Но странное дело – осталось чувство, что я знал его до конца. До самого мая 2013 года, ставшего последним в его жизни и в который уже раз роковым для России. Долгие годы я хранил его письма, кажется, два или три – но хранил небрежно. Осталось только одно, в котором он, студент последнего курса горьковского иняза (тогда еще был город Горький), с тоской вспоминал год предшествовавший. Между нами была разница в целый курс. Меня уже в Горьком-Нижнем не было, и щенячья радость общения с друзьями в инязовской общаге сменилась суровым бытом офицерского общежития в Калинине со стенами в зеленую масляную краску. (Да… вот и этому чудному городку давно уже скрутили вывеску, ухватив название за козлиную бороденку. Теперь это снова Тверь. Мне же он почему-то помнится Калининым.)
…Мне очень плохо…
Итак, явление в кинематографе, ныне возведенное на пьедестал и недосягаемо отдалившее нас от того, кого я знал всегда как Леху Балабанова, мне трудно воспринимать иначе, чем сквозь призму города Горького. То есть, конечно же, можно вполне обойтись и без призмы, но мне это важно – и это не прихоть. Я совершенно не знал его в Свердловске-Екатеринбурге, откуда он был родом, дважды он бывал в Калинине, где я служил после института, с полдюжины раз помню его по Москве, никогда не встречался с ним в Ленинграде-Питере. (Что-то рассказывали о нем друзья, сохранявшие с ним приятельскую связь. Например, Женя Васильев, переквалифицировавшийся из партработника в рестораторы, – с ним я учился когда-то в одной группе. Высокорослый спортивный парень, волейболист, он жил в Питере – и ушел из жизни так же неожиданно рано, от хронических переработок и стрессов. Или, скажем, Саша Артцвенко, не терявший с Лешей дружбы. Из жизни вообще ушел раньше других из той инязовской плеяды. Все искал себя – и не находил.) И потому вся его личностная метафизика невольно связывается в сознании с этим звучным, природно-ландшафтным и обрамленным реками городом-миллионником на Волге – с Горьким – Нижним Новгородом.
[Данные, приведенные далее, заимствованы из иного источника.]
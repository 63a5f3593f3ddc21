//! Typed round-trip between the domain collections and the key-value store.
//!
//! Loads degrade per key: an absent or corrupt value yields the empty default
//! for that key and a warning, never a startup failure. Record timestamps are
//! rehydrated from their stored string form by the chrono serde integration.

use std::sync::Arc;

use serde::de::DeserializeOwned;
use serde::Serialize;
use tracing::warn;

use crate::domain::{Category, Jar, Note};
use crate::entitlement::{SubscriptionTier, Theme};
use crate::errors::StoreResult;
use crate::storage::{KeyValueStore, StorageKey};

/// Serializes and deserializes the domain collections to and from the store.
pub struct PersistenceAdapter {
    kv: Arc<dyn KeyValueStore>,
}

impl PersistenceAdapter {
    pub fn new(kv: Arc<dyn KeyValueStore>) -> Self {
        Self { kv }
    }

    pub fn kv(&self) -> &dyn KeyValueStore {
        self.kv.as_ref()
    }

    pub fn load_jars(&self) -> Vec<Jar> {
        self.load_or_default(StorageKey::Jars)
    }

    pub fn load_categories(&self) -> Vec<Category> {
        self.load_or_default(StorageKey::Categories)
    }

    pub fn load_notes(&self) -> Vec<Note> {
        self.load_or_default(StorageKey::Notes)
    }

    pub fn load_dark_mode(&self) -> bool {
        self.load_or_default(StorageKey::DarkMode)
    }

    pub fn load_tier(&self) -> SubscriptionTier {
        self.load_or_default(StorageKey::SubscriptionTier)
    }

    pub fn load_theme(&self) -> Theme {
        self.load_or_default(StorageKey::Theme)
    }

    pub fn load_last_notification(&self) -> Option<String> {
        self.load_or_default(StorageKey::LastNotification)
    }

    pub fn save_jars(&self, jars: &[Jar]) -> StoreResult<()> {
        self.save(StorageKey::Jars, &jars)
    }

    pub fn save_categories(&self, categories: &[Category]) -> StoreResult<()> {
        self.save(StorageKey::Categories, &categories)
    }

    pub fn save_notes(&self, notes: &[Note]) -> StoreResult<()> {
        self.save(StorageKey::Notes, &notes)
    }

    pub fn save_dark_mode(&self, dark_mode: bool) -> StoreResult<()> {
        self.save(StorageKey::DarkMode, &dark_mode)
    }

    pub fn save_tier(&self, tier: SubscriptionTier) -> StoreResult<()> {
        self.save(StorageKey::SubscriptionTier, &tier)
    }

    pub fn save_theme(&self, theme: Theme) -> StoreResult<()> {
        self.save(StorageKey::Theme, &theme)
    }

    pub fn save_last_notification(&self, date: &str) -> StoreResult<()> {
        self.save(StorageKey::LastNotification, &date)
    }

    fn load_or_default<T: DeserializeOwned + Default>(&self, key: StorageKey) -> T {
        match self.kv.get(key) {
            Ok(Some(raw)) => match serde_json::from_str(&raw) {
                Ok(value) => value,
                Err(err) => {
                    warn!(key = key.as_str(), %err, "corrupt stored value, using default");
                    T::default()
                }
            },
            Ok(None) => T::default(),
            Err(err) => {
                warn!(key = key.as_str(), %err, "failed to read stored value, using default");
                T::default()
            }
        }
    }

    fn save<T: Serialize>(&self, key: StorageKey, value: &T) -> StoreResult<()> {
        let json = serde_json::to_string(value)?;
        self.kv.set(key, &json)
    }
}

#[cfg(test)]
mod tests {
    use super::*;
    use crate::storage::MemoryStore;

    fn adapter() -> PersistenceAdapter {
        PersistenceAdapter::new(Arc::new(MemoryStore::new()))
    }

    #[test]
    fn absent_keys_load_as_defaults() {
        let adapter = adapter();
        assert!(adapter.load_jars().is_empty());
        assert!(adapter.load_categories().is_empty());
        assert!(!adapter.load_dark_mode());
        assert_eq!(adapter.load_tier(), SubscriptionTier::Free);
        assert_eq!(adapter.load_theme(), Theme::Light);
    }

    #[test]
    fn corrupt_value_degrades_to_default() {
        let adapter = adapter();
        adapter.kv().set(StorageKey::Jars, "not json").unwrap();
        assert!(adapter.load_jars().is_empty());
    }

    #[test]
    fn tier_roundtrips_through_the_store() {
        let adapter = adapter();
        adapter.save_tier(SubscriptionTier::Premium).unwrap();
        assert_eq!(adapter.load_tier(), SubscriptionTier::Premium);
        let raw = adapter.kv().get(StorageKey::SubscriptionTier).unwrap();
        assert_eq!(raw.as_deref(), Some("\"premium\""));
    }

    #[test]
    fn record_dates_rehydrate_on_load() {
        use crate::domain::{Jar, RecordKind, TransactionRecord};
        use chrono::Utc;

        let adapter = adapter();
        let stamp = Utc::now();
        let jar = Jar {
            id: 1,
            name: "Car".into(),
            target: 1000.0,
            saved: 500.0,
            withdrawn: 0.0,
            streak: 1,
            currency: "€".into(),
            category_id: 2,
            target_date: None,
            created_at: stamp,
            style: None,
            image_url: None,
            purpose: None,
            notes: Vec::new(),
            records: vec![TransactionRecord {
                id: 3,
                kind: RecordKind::Saved,
                amount: 500.0,
                date: stamp,
            }],
        };
        adapter.save_jars(std::slice::from_ref(&jar)).unwrap();
        let loaded = adapter.load_jars();
        assert_eq!(loaded, vec![jar]);
    }
}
Городом особенным – способным творить в своей кузнице душ и спасителей России и великих художников, и малых, и пустых фанфаронов, и честных простолюдян (очень люблю это чуть укороченное словцо, не сочтите просто ошибкой. – Прим. авт.), ничем не прославленных: от рабочей кости до рядовой служилой интеллигенции. Мнится мне, что эта кузница душ с неведомым древнерусским Гефестом утаена где-то глубоко внутри земли в нагорной части Нижнего, издревле задававшей масштаб и природной натуре, и человеческой. На высоком правом окском берегу – где-то в недрах земных за парком «Швейцария» или под старыми городскими кладбищами.
А в основание этого окающего вместилища страстей на пяти берегах двух рек, под самой этой вымышленной мною кузницей, дух города вмонтировал три замечательных слова: «Эх, ай-яй», «чай» (от слова «чаять» – Я, чай, не пошла бы туда) и «уделать». Первое – междометие, в нем заключено какое-то невероятно искреннее удивление. В других городах вы редко его услышите. Второе все хотелось в детстве связать с чаем как напитком. И третье, понятное дело, глагол – но это не то, что приходит на ум сегодня. Первые смыслы глагола устарели и сузились, и большинству его значение теперь представляется чем-то вроде «изгадить», «испортить», «избить». А раньше это слово всегда значило другое – «сделать», «поправить». Только древнему нижегородцу казалось лаконичней начинать слово с гласной. Оставь эту вещицу, завтра уделаю… Многие в этом городе так и любят сказать – именно в значении «сделать».